Task inputs:

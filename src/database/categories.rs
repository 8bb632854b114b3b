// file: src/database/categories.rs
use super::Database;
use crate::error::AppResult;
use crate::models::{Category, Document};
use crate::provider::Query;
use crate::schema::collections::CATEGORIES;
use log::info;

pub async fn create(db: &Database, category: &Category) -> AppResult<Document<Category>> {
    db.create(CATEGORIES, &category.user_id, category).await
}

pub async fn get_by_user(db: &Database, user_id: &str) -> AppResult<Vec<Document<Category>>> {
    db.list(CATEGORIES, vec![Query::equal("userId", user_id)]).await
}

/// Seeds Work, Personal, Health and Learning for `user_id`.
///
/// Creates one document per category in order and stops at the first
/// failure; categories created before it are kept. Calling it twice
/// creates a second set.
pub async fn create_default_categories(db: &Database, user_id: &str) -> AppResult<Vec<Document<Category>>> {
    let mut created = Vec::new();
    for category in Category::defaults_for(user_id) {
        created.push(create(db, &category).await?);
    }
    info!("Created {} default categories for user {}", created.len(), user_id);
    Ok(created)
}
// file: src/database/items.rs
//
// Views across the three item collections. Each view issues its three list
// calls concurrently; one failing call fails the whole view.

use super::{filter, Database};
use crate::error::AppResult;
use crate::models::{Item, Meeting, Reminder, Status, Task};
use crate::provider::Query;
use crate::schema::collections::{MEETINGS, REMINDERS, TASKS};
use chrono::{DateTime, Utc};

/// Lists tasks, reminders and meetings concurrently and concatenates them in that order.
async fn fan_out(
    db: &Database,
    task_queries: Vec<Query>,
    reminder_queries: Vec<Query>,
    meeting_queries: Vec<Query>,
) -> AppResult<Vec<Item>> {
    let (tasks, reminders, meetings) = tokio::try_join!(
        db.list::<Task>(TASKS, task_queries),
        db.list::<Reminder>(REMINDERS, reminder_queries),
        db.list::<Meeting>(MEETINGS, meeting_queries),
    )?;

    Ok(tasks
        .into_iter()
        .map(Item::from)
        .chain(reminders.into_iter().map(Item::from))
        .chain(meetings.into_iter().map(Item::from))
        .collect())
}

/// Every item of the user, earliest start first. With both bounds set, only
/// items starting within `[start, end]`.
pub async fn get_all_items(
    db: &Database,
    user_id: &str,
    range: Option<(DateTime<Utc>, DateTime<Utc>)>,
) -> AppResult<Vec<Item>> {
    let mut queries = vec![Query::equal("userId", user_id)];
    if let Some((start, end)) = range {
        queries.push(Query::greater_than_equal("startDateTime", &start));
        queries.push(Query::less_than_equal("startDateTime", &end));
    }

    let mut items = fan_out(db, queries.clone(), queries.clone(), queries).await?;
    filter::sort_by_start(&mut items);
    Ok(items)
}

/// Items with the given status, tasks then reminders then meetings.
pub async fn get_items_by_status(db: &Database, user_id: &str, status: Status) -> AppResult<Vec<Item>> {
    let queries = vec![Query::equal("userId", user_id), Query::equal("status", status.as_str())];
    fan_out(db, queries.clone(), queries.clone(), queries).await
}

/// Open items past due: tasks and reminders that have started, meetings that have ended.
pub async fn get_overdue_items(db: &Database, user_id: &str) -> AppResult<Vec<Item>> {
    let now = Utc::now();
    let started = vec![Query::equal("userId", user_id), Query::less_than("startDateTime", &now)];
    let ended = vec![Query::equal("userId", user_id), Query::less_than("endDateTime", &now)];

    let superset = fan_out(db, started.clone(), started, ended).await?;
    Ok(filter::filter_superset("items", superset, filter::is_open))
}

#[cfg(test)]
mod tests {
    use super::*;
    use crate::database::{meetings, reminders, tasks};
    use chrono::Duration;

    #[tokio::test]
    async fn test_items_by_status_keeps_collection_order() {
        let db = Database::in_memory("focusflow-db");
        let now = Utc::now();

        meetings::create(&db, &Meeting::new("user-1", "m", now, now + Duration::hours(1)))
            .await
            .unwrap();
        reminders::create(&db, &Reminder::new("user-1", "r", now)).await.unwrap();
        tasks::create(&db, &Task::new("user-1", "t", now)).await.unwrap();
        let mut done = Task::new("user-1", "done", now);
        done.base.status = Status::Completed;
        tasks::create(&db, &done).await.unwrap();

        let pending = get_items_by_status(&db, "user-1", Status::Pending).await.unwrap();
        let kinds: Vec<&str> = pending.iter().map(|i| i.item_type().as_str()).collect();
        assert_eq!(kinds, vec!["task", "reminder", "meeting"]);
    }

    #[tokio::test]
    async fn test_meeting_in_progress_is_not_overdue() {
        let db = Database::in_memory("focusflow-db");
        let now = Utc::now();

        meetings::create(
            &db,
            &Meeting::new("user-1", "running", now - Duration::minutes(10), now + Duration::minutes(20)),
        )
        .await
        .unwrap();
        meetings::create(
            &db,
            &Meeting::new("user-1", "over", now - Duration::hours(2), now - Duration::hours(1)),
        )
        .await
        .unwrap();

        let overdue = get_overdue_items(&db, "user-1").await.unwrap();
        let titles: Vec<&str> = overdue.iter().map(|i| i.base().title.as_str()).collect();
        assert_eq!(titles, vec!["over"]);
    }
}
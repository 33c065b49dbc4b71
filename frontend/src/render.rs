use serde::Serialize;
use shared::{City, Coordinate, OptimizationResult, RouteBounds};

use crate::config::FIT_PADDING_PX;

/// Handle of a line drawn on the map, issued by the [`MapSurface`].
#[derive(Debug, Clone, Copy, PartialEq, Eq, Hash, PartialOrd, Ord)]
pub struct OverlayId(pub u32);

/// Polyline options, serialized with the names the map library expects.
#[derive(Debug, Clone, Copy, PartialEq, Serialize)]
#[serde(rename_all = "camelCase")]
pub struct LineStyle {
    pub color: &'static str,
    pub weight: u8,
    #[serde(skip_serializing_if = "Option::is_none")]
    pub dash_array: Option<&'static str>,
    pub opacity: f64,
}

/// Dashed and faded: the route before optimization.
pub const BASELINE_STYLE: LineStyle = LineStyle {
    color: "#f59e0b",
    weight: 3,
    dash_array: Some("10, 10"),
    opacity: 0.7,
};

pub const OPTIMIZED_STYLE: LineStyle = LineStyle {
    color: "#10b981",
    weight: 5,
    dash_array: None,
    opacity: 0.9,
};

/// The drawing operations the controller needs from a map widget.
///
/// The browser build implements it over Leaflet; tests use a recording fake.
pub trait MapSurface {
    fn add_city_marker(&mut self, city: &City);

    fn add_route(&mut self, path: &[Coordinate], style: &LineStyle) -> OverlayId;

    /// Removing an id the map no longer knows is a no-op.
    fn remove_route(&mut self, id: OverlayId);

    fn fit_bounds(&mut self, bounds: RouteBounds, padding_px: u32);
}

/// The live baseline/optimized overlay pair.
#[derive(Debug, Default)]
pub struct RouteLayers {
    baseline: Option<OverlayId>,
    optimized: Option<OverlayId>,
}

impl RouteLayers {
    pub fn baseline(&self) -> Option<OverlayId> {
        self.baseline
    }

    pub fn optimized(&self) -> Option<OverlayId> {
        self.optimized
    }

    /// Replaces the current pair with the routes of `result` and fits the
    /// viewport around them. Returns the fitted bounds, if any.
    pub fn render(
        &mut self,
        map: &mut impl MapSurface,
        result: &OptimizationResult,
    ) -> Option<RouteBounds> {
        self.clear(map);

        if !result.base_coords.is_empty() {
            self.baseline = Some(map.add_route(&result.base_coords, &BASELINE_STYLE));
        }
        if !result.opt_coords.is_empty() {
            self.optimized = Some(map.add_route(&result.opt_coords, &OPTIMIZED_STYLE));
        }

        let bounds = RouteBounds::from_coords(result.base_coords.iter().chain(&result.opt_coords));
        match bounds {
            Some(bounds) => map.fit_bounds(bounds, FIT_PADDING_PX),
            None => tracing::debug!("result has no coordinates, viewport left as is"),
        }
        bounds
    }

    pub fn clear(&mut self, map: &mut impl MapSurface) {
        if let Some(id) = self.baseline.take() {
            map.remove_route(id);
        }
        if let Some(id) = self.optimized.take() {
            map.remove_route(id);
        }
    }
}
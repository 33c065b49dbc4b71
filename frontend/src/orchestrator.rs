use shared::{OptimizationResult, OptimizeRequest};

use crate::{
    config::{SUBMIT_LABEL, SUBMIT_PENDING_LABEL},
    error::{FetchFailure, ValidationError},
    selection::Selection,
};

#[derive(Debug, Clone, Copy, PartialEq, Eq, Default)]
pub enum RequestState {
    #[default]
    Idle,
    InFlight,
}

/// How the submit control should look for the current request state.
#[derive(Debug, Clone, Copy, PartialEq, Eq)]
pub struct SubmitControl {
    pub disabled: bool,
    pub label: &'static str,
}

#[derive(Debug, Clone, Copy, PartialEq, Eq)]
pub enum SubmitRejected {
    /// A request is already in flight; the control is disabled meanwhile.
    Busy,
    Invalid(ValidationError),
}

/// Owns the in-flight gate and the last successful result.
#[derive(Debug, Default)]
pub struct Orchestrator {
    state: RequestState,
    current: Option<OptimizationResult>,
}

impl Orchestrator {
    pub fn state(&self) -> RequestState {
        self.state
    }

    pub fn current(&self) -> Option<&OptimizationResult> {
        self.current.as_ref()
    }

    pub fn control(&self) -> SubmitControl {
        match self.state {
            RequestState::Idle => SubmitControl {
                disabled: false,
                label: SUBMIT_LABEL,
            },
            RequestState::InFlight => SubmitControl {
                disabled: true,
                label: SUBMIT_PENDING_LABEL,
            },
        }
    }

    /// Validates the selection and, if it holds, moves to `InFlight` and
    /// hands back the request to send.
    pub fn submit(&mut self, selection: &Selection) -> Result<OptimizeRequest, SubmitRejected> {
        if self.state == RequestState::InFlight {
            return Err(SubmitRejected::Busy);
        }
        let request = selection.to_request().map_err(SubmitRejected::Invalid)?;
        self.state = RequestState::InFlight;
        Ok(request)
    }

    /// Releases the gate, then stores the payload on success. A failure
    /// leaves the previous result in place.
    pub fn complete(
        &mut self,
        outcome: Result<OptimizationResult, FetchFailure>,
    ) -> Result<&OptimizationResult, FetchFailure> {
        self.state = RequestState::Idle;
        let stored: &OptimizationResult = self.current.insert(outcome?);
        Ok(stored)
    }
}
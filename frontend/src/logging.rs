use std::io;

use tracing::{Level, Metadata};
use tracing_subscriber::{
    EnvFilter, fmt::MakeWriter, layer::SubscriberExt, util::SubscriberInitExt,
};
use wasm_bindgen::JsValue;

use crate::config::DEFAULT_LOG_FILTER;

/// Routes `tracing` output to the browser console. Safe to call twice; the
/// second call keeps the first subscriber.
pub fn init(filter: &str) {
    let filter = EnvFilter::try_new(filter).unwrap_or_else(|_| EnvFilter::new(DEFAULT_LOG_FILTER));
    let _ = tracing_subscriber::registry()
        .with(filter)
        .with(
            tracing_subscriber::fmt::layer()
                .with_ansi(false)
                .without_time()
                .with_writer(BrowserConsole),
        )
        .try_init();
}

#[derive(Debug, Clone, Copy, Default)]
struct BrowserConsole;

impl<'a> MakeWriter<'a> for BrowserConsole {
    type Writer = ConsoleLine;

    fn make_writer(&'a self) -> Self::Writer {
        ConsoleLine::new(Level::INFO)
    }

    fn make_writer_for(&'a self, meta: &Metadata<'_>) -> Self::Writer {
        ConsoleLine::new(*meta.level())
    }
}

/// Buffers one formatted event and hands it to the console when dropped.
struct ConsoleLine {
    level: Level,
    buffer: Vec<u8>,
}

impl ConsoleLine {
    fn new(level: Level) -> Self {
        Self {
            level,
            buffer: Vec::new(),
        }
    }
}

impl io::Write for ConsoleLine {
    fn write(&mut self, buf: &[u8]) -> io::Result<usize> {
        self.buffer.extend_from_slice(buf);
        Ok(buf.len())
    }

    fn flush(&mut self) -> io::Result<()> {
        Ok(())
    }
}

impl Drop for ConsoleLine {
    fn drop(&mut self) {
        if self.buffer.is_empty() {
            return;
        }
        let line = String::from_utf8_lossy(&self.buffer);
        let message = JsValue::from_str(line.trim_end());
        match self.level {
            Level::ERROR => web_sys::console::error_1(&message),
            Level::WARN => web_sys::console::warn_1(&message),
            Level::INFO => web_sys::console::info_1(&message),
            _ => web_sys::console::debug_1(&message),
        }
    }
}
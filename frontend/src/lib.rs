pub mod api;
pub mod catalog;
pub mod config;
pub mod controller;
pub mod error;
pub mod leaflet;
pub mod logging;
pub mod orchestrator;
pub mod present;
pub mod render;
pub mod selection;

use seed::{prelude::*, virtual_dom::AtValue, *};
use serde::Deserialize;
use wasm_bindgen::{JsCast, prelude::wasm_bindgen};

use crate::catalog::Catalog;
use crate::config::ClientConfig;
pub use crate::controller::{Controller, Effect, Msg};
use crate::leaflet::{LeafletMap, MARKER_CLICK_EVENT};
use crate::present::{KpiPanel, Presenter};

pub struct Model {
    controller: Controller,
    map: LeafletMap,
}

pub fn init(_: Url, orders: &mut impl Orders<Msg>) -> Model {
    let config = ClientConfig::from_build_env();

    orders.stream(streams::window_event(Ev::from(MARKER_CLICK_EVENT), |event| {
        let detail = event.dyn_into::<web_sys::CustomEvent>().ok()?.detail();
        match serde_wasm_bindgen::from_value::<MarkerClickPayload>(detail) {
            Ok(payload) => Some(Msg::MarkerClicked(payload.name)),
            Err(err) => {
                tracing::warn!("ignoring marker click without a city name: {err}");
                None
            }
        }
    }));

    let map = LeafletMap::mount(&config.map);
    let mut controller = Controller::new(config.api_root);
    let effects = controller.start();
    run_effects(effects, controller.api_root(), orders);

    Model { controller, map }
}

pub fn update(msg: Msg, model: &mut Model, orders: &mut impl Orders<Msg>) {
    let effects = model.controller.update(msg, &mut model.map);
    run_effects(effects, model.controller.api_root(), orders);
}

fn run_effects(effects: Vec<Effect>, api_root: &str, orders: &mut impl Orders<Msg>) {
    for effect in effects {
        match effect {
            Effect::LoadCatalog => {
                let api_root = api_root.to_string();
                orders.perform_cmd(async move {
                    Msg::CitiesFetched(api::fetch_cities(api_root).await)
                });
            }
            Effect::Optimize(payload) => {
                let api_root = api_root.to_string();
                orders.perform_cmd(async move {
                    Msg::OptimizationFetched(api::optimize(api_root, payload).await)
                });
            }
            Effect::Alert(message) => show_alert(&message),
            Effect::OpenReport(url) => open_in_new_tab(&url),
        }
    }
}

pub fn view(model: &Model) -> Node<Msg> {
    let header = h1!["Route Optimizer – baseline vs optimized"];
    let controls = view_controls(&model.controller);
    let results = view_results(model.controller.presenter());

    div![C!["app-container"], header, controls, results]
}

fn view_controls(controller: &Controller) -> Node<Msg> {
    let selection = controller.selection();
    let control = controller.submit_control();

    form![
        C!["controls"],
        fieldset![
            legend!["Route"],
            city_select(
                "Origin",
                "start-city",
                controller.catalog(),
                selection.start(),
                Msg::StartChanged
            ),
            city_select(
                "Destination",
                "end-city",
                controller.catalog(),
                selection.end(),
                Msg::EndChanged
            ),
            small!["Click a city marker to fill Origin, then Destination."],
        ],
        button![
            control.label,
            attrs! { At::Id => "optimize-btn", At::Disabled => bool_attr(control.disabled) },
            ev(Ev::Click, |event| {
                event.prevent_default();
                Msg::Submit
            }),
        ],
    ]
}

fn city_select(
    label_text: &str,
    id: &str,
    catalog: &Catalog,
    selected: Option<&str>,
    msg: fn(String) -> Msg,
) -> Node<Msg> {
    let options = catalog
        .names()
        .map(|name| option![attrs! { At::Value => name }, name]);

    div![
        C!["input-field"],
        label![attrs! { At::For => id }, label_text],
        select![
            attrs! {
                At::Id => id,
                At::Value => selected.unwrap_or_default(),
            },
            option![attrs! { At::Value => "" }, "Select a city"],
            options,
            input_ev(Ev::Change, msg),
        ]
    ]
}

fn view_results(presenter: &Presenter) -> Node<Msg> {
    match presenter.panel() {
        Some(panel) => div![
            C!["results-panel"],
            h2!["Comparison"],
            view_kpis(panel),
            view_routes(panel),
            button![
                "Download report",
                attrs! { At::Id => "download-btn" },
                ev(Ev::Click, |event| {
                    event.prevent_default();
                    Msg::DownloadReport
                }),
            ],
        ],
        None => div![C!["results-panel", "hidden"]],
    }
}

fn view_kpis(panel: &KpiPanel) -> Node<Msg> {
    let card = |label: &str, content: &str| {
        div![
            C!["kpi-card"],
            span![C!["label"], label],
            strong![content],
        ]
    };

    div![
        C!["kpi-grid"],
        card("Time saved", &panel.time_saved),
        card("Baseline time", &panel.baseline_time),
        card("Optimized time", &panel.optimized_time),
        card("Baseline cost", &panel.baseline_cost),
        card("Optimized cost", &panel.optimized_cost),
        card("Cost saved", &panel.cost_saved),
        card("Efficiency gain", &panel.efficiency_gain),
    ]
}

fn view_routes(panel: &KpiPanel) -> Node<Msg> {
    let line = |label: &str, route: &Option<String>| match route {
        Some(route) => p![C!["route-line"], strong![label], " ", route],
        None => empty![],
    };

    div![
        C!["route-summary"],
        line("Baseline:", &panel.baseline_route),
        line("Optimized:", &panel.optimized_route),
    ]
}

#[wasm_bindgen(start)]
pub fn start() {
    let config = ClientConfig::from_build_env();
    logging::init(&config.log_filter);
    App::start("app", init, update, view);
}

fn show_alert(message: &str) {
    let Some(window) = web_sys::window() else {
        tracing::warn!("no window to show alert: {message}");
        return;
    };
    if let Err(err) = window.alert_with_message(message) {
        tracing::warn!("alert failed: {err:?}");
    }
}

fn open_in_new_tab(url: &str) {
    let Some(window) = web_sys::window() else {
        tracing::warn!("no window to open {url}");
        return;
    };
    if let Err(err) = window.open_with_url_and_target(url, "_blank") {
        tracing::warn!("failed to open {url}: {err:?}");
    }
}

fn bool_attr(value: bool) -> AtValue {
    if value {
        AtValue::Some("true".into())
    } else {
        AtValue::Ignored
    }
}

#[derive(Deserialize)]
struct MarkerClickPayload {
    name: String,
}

Problem requirements: Reproduce, word for word and in full, only the lines above that start at the line with "if let Some(id) = self.optimized.take()" and run through the line with "pub enum SubmitRejected", both ends included.

Expected output:
        if let Some(id) = self.optimized.take() {
            map.remove_route(id);
        }
    }
}
repository 33c065b49dbc4b71
filename frontend/src/orchestrator.rs
use shared::{OptimizationResult, OptimizeRequest};

use crate::{
    config::{SUBMIT_LABEL, SUBMIT_PENDING_LABEL},
    error::{FetchFailure, ValidationError},
    selection::Selection,
};

#[derive(Debug, Clone, Copy, PartialEq, Eq, Default)]
pub enum RequestState {
    #[default]
    Idle,
    InFlight,
}

/// How the submit control should look for the current request state.
#[derive(Debug, Clone, Copy, PartialEq, Eq)]
pub struct SubmitControl {
    pub disabled: bool,
    pub label: &'static str,
}

#[derive(Debug, Clone, Copy, PartialEq, Eq)]
pub enum SubmitRejected {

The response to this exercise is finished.